The monetized economy to which MAI addresses itself can no 
longer hold its standing as the taken-for-granted context of 
society: it processes are now understood as simply some 
among the many processes important to human life. Indeed, 
singling out one process for dominance can adversely affect 
the integrated functioning of the whole. Singling out trade 
and investment independently of justice and health and 
sustainability and governance simply no longer has resonance 
with democratic populations. A deep feeling of unease arises 
from attempts to impose agreements like the MAI without 
imbedding them in related agreements. A concern for 
shareholder equity needs to be replaced by a concern for 
stakeholder equity. Wellness is a function of the whole, not 
merely of one part?

5. The current situation with respect to the MAI presents a 
remarkable opportunity?

The Canadian Prime Minister, the Minister of Foreign Affairs 
and the Canadian government could play a useful international 
role by developing and advancing a new proposal: a way 
forward that brings both proponents and adversaries of the 
MAI together in a more successful successor enterprise toward 
global wellness.

Such an enterprise might lie along the lines of the Padbury 
proposal for a Magna Carta for the new Millennium, outlining 
the rights -- and the responsibilities -- of all the major 
players:

"I do think a document like the MAI could be useful. There is 
a lot of anxiety about globalization. I think the anxiety is 
quite justified - there are many important consequences of 
globalization and no way to deal with them, or even talk 
about them. I think part of the solution is a document (like 
the Magna Carta) that recognizes the rights and 
responsibilities of all of the actors who are currently on 
the stage. This could be the beginning of our efforts to 
build a system of governance that links local, national and 
global fora in a way that recognizes that all interconnected 
and interdependent."

                      Peter Padbury, Ottawa, March 24, 1998
                      Private correspondence with the writer

Some process of this sort -- that recognizes in a far more 
sophisticated way the interconnectedness of human affairs, 
that is as concerned with the limits and responsibilities of 
our collective inventions (such as governments and 
corporations) as it is with their privileges and rights, and 
that recognizes there is a global realm as well as an 
international realm --  seems likely to form a more practical 
context for human affairs in the coming years than does an 
MAI pressed forward by itself?  

6. Assured that some such process was firmly underway, Canada 
and the world might get on with the business of international 
investment even more successfully than with the proposed MAI?

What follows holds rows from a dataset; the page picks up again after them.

//! Configuration management for tracecast.
//!
//! Loads configuration from ${TRACECAST_HOME}/config.toml with sensible defaults.

use std::fs;
use std::path::Path;
use std::time::Duration;

use anyhow::{Context, Result, bail};
use serde::{Deserialize, Serialize};

pub mod paths {
    //! Path resolution for the tracecast configuration directory.
    //!
    //! TRACECAST_HOME resolution order:
    //! 1. TRACECAST_HOME environment variable (if set)
    //! 2. ~/.config/tracecast (default)

    use std::path::PathBuf;

    /// Returns the tracecast home directory.
    pub fn tracecast_home() -> PathBuf {
        if let Ok(home) = std::env::var("TRACECAST_HOME") {
            return PathBuf::from(home);
        }

        dirs::home_dir()
            .unwrap_or_else(|| PathBuf::from("."))
            .join(".config")
            .join("tracecast")
    }

    /// Returns the path to the config.toml file.
    pub fn config_path() -> PathBuf {
        tracecast_home().join("config.toml")
    }
}

/// Telegram Bot API configuration.
#[derive(Debug, Clone, Default, Serialize, Deserialize)]
#[serde(default)]
pub struct TelegramConfig {
    /// Bot token for the Telegram API.
    pub bot_token: Option<String>,
    /// Override for the API host (tests, local Bot API servers).
    pub base_url: Option<String>,
}

impl TelegramConfig {
    pub const DEFAULT_BASE_URL: &str = "https://api.telegram.org";
    pub const TOKEN_ENV: &str = "TRACECAST_TELEGRAM_BOT_TOKEN";

    /// Token from config, falling back to `TRACECAST_TELEGRAM_BOT_TOKEN`.
    pub fn effective_bot_token(&self) -> Option<String> {
        self.bot_token
            .as_deref()
            .map(str::trim)
            .filter(|token| !token.is_empty())
            .map(str::to_string)
            .or_else(|| {
                std::env::var(Self::TOKEN_ENV)
                    .ok()
                    .map(|token| token.trim().to_string())
                    .filter(|token| !token.is_empty())
            })
    }

    pub fn effective_base_url(&self) -> &str {
        self.base_url
            .as_deref()
            .map(str::trim)
            .filter(|url| !url.is_empty())
            .unwrap_or(Self::DEFAULT_BASE_URL)
    }
}

/// Rendering and throttling limits for the live message.
#[derive(Debug, Clone, PartialEq, Serialize, Deserialize)]
#[serde(default)]
pub struct DisplayConfig {
    /// Minimum seconds between two edits of the same message.
    pub render_interval_secs: f64,
    /// Cap on the log section; older lines are dropped first.
    pub max_log_chars: usize,
    /// Hard limit of the destination platform.
    pub max_message_chars: usize,
    /// Tool results longer than this are cut and suffixed with `...`.
    pub result_preview_chars: usize,
    /// Timeout for a single edit call in seconds (0 disables).
    pub edit_timeout_secs: u64,
}

impl DisplayConfig {
    const DEFAULT_RENDER_INTERVAL_SECS: f64 = 2.0;
    const DEFAULT_MAX_LOG_CHARS: usize = 2000;
    const DEFAULT_MAX_MESSAGE_CHARS: usize = 4096;
    const DEFAULT_RESULT_PREVIEW_CHARS: usize = 200;
    const DEFAULT_EDIT_TIMEOUT_SECS: u64 = 10;

    /// Negative or non-finite intervals disable throttling.
    pub fn render_interval(&self) -> Duration {
        Duration::try_from_secs_f64(self.render_interval_secs).unwrap_or(Duration::ZERO)
    }

    pub fn edit_timeout(&self) -> Option<Duration> {
        (self.edit_timeout_secs > 0).then(|| Duration::from_secs(self.edit_timeout_secs))
    }
}

impl Default for DisplayConfig {
    fn default() -> Self {
        Self {
            render_interval_secs: Self::DEFAULT_RENDER_INTERVAL_SECS,
            max_log_chars: Self::DEFAULT_MAX_LOG_CHARS,
            max_message_chars: Self::DEFAULT_MAX_MESSAGE_CHARS,
            result_preview_chars: Self::DEFAULT_RESULT_PREVIEW_CHARS,
            edit_timeout_secs: Self::DEFAULT_EDIT_TIMEOUT_SECS,
        }
    }
}

/// Main configuration structure.
#[derive(Debug, Clone, Default, Serialize, Deserialize)]
#[serde(default)]
pub struct Config {
    /// Telegram sink configuration
    pub telegram: TelegramConfig,

    /// Live display limits
    pub display: DisplayConfig,
}

impl Config {
    /// Loads configuration from a specific path.
    /// Returns defaults if file doesn't exist.
    ///
    /// # Errors
    /// Returns an error if the file exists but cannot be read or parsed.
    pub fn load_from(path: &Path) -> Result<Self> {
        if path.exists() {
            let contents = fs::read_to_string(path)
                .with_context(|| format!("Failed to read config from {}", path.display()))?;
            toml::from_str(&contents)
                .with_context(|| format!("Failed to parse config from {}", path.display()))
        } else {
            Ok(Config::default())
        }
    }

    /// Writes a commented default config file, creating parent directories.
    ///
    /// # Errors
    /// Returns an error if the file already exists or cannot be written.
    pub fn init(path: &Path) -> Result<()> {
        if path.exists() {
            bail!("Config file already exists at {}", path.display());
        }
        if let Some(parent) = path.parent() {
            fs::create_dir_all(parent)
                .with_context(|| format!("Failed to create {}", parent.display()))?;
        }
        fs::write(path, Self::generate())
            .with_context(|| format!("Failed to write config to {}", path.display()))
    }

    /// Default config file contents.
    pub fn generate() -> String {
        let display = DisplayConfig::default();
        format!(
            "\
[telegram]
# bot_token = \"123456:ABC\"   # or set {token_env}
# base_url = \"{base_url}\"

[display]
render_interval_secs = {interval:?}
max_log_chars = {max_log}
max_message_chars = {max_message}
result_preview_chars = {preview}
edit_timeout_secs = {timeout}
",
            token_env = TelegramConfig::TOKEN_ENV,
            base_url = TelegramConfig::DEFAULT_BASE_URL,
            interval = display.render_interval_secs,
            max_log = display.max_log_chars,
            max_message = display.max_message_chars,
            preview = display.result_preview_chars,
            timeout = display.edit_timeout_secs,
        )
    }
}

#[cfg(test)]
mod tests {
    use std::fs;

    use tempfile::tempdir;

    use super::*;

    #[test]
    fn test_load_missing_file_returns_defaults() {
        let dir = tempdir().unwrap();
        let config = Config::load_from(&dir.path().join("nonexistent.toml")).unwrap();

        assert_eq!(config.display, DisplayConfig::default());
        assert_eq!(config.display.render_interval(), Duration::from_secs(2));
        assert!(config.telegram.bot_token.is_none());
    }

    #[test]
    fn test_load_partial_config_merges_defaults() {
        let dir = tempdir().unwrap();
        let config_path = dir.path().join("config.toml");
        fs::write(&config_path, "[display]\nrender_interval_secs = 0.5\n").unwrap();

        let config = Config::load_from(&config_path).unwrap();
        assert_eq!(config.display.render_interval(), Duration::from_millis(500));
        assert_eq!(config.display.max_log_chars, 2000);
        assert_eq!(config.display.max_message_chars, 4096);
    }

    #[test]
    fn test_load_invalid_toml_fails_with_path() {
        let dir = tempdir().unwrap();
        let config_path = dir.path().join("config.toml");
        fs::write(&config_path, "[display\n").unwrap();

        let err = Config::load_from(&config_path).unwrap_err();
        assert!(format!("{err:#}").contains("Failed to parse config"));
    }

    #[test]
    fn test_init_creates_loadable_config() {
        let dir = tempdir().unwrap();
        let config_path = dir.path().join("subdir").join("config.toml");

        Config::init(&config_path).unwrap();

        let contents = fs::read_to_string(&config_path).unwrap();
        assert!(contents.contains("# bot_token"));
        let config = Config::load_from(&config_path).unwrap();
        assert_eq!(config.display, DisplayConfig::default());
    }

    #[test]
    fn test_init_fails_if_exists() {
        let dir = tempdir().unwrap();
        let config_path = dir.path().join("config.toml");
        fs::write(&config_path, "").unwrap();

        assert!(Config::init(&config_path).is_err());
    }

    #[test]
    fn test_edit_timeout_zero_disables() {
        let display = DisplayConfig {
            edit_timeout_secs: 0,
            ..Default::default()
        };
        assert_eq!(display.edit_timeout(), None);
    }

    #[test]
    fn test_negative_interval_disables_throttle() {
        let display = DisplayConfig {
            render_interval_secs: -1.0,
            ..Default::default()
        };
        assert_eq!(display.render_interval(), Duration::ZERO);
    }

    #[test]
    fn test_bot_token_from_config_is_trimmed() {
        let telegram = TelegramConfig {
            bot_token: Some("  123:abc \n".to_string()),
            base_url: None,
        };
        assert_eq!(telegram.effective_bot_token().as_deref(), Some("123:abc"));
        assert_eq!(telegram.effective_base_url(), "https://api.telegram.org");
    }
}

The Canadian people, for example, might greatly welcome such 
a creative but practical proposal for a set of openly 
negotiated interlocking agreements. They would serve to 
protect the unique cultural and other assets that Canada uses 
to sustain itself as an "intentional community" and that it 
brings to the world. Many of these assets would be in 
jeopardy under the proposed MAI.

Knowing as much as we now do about spillover effects and 
their costs, we should be comfortable in asserting that 
international investment that is not sensitive to other 
concerns, and negotiated with and constrained within broader 
agreements that reflect these concerns, is almost certainly 
too costly to contemplate. Under the  circumstances it would 
not be shameful for the Canadian government, even without the 
present setback to the MAI negotiations, to rethink Canada's 
participation?

Such a move on Canada's part could be to everyone's benefit. 
The win/lose world that would emerge from an unreconstructed 
MAI, a world where some become well (wealthy?) at other's 
expense needs to become a win/win world where together we are 
all well and yes, even prosperous -- in a sustainable way, of 
course!  This is the lesson of the new science, the new 
humanity, the new century? This might be why the MAI feels 
like out-dated politics to growing numbers of people?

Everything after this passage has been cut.